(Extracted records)

━━━━━━━━━━━━━━━━━━━━━━━━━━━━━━

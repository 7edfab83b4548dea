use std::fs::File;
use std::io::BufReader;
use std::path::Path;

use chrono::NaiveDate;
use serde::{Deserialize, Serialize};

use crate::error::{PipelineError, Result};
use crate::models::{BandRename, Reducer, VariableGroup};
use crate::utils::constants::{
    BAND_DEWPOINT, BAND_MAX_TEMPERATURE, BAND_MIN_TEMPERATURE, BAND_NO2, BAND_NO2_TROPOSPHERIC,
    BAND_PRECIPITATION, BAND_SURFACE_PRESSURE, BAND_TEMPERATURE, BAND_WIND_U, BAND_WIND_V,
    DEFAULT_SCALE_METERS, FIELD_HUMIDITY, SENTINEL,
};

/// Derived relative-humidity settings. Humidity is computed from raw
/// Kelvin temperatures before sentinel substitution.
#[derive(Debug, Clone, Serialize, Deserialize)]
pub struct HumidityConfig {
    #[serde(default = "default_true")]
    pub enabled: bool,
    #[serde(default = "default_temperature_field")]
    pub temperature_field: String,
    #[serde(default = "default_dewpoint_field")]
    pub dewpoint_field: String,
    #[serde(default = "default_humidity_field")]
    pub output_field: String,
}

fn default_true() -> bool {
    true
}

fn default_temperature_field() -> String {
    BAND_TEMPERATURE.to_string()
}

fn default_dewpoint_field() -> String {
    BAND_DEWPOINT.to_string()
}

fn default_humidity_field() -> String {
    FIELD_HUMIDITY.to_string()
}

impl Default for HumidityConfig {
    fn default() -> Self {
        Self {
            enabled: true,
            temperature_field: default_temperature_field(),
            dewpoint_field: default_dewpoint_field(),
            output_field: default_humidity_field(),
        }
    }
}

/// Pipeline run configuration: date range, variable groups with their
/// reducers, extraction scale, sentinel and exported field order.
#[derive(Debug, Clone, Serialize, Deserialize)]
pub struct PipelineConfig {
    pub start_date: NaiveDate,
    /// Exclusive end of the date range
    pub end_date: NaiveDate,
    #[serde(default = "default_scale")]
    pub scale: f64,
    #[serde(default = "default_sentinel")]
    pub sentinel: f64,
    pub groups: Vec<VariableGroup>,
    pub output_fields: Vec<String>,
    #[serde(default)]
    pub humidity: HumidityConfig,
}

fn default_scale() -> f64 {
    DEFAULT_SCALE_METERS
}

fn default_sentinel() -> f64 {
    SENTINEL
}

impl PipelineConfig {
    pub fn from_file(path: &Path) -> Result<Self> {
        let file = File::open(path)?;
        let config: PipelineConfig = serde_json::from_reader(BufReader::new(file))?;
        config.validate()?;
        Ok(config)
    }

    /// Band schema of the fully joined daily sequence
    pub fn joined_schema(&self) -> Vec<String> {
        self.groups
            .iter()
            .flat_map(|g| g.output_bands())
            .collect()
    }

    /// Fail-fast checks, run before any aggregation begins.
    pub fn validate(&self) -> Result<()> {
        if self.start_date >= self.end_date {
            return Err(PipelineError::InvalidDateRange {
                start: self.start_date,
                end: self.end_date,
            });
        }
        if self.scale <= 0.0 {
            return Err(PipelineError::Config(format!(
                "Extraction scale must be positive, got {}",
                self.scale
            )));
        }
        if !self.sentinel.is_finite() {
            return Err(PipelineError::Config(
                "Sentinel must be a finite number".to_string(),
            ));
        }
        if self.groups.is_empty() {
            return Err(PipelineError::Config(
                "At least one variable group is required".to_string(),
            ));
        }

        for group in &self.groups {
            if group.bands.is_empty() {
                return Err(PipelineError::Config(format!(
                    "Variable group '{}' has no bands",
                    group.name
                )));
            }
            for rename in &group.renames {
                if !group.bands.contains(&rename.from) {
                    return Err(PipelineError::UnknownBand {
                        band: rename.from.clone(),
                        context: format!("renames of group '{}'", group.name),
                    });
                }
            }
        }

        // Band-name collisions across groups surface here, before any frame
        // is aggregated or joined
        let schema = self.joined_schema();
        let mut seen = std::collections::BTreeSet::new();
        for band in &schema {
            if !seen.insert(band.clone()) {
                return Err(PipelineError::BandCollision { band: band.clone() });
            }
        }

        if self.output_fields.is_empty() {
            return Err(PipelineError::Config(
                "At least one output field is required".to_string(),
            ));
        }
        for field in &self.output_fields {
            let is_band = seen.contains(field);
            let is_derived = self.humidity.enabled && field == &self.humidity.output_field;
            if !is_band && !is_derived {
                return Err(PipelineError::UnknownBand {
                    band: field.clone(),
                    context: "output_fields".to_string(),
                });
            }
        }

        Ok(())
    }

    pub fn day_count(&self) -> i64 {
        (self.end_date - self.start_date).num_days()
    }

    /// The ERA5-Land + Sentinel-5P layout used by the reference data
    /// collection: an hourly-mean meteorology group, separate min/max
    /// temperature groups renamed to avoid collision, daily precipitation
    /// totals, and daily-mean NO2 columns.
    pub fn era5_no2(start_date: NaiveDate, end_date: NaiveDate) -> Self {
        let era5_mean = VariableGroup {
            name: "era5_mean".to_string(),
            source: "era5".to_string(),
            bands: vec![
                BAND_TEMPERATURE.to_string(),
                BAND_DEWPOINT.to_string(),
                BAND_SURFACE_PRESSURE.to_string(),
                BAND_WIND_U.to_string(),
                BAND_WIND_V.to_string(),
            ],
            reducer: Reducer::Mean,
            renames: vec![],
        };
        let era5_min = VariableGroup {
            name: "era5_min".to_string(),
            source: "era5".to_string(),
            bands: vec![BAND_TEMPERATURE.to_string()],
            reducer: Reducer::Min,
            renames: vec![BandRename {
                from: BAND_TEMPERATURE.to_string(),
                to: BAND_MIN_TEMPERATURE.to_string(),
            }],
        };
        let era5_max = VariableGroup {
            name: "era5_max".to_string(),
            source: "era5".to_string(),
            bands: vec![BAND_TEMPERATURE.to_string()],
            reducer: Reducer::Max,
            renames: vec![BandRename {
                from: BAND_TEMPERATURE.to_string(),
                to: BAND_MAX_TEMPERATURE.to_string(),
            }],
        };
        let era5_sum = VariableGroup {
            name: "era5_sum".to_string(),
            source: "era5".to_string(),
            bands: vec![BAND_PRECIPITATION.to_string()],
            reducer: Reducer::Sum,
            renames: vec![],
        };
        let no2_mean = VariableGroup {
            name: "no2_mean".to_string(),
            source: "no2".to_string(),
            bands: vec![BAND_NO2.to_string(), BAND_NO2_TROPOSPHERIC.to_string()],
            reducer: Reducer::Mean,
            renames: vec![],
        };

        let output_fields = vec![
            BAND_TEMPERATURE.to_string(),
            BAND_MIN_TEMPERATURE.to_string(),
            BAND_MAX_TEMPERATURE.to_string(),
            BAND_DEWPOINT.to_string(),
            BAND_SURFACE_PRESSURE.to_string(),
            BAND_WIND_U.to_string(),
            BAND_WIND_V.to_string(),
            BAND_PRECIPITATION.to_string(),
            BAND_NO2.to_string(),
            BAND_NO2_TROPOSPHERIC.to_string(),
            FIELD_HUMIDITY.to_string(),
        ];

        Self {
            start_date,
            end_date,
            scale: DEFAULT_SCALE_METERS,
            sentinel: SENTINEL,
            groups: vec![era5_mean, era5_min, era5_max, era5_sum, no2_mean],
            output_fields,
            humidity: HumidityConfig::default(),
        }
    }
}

━━━━━━━━━━━━━━━━━━━━━━━━━━━━━━

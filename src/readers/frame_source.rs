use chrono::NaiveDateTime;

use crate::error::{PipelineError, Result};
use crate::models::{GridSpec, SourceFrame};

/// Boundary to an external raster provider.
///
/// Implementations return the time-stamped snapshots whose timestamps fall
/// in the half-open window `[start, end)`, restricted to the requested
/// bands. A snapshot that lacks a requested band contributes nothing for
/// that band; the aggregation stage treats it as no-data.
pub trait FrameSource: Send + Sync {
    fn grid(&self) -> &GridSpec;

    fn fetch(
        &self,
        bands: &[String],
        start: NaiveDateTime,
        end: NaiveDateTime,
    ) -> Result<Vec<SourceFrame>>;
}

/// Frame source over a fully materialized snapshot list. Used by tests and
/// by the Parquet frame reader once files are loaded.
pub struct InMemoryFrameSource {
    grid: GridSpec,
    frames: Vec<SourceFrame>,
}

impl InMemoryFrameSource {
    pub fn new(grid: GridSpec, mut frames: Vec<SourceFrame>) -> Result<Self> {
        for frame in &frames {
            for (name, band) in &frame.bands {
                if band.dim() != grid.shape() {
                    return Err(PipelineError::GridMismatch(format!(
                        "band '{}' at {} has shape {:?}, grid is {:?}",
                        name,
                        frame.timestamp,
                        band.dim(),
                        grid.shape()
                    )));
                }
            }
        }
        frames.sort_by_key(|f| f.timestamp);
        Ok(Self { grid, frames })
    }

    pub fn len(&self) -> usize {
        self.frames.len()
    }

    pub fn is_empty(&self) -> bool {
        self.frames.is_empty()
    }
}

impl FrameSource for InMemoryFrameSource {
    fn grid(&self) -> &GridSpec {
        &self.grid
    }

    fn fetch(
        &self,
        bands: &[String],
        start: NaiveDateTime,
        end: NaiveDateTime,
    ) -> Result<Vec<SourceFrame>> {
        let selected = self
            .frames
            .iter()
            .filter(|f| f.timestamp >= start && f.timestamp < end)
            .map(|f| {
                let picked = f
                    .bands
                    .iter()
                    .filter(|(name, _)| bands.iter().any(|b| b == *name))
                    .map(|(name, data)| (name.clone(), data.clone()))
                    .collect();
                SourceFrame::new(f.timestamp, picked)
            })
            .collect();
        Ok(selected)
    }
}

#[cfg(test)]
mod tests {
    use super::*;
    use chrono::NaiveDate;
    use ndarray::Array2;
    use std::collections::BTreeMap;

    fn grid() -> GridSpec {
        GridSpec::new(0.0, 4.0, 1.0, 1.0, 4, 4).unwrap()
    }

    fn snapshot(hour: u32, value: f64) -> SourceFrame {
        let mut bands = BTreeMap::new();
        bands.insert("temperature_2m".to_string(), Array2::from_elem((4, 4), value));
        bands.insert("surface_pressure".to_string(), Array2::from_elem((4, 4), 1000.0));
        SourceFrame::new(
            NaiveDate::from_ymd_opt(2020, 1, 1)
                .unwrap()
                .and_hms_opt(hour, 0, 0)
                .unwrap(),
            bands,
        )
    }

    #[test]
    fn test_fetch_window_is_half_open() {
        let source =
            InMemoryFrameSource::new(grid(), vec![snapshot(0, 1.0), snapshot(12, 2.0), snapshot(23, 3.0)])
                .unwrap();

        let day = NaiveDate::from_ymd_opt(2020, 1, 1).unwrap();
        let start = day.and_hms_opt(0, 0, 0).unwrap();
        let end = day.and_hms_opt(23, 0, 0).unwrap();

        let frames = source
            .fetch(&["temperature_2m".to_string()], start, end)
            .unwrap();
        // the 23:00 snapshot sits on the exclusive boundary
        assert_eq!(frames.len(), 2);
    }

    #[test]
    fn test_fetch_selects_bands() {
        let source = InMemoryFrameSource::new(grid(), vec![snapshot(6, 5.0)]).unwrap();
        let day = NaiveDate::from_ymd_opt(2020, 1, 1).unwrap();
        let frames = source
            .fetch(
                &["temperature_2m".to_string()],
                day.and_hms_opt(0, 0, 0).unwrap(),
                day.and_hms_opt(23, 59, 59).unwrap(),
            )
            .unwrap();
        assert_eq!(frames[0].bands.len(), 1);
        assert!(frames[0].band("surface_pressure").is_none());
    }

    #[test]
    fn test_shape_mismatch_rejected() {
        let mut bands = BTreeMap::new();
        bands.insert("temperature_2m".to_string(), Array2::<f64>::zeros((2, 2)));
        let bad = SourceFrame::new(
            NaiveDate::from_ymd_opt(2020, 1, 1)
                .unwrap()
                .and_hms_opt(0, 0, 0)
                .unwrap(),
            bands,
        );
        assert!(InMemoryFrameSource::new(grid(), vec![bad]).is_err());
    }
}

━━━━━━━━━━━━━━━━━━━━━━━━━━━━━━

What is required:
For each line of the entries that holds the word "fully", pull that line out.

Result:
    /// Band schema of the fully joined daily sequence
/// Frame source over a fully materialized snapshot list. Used by tests and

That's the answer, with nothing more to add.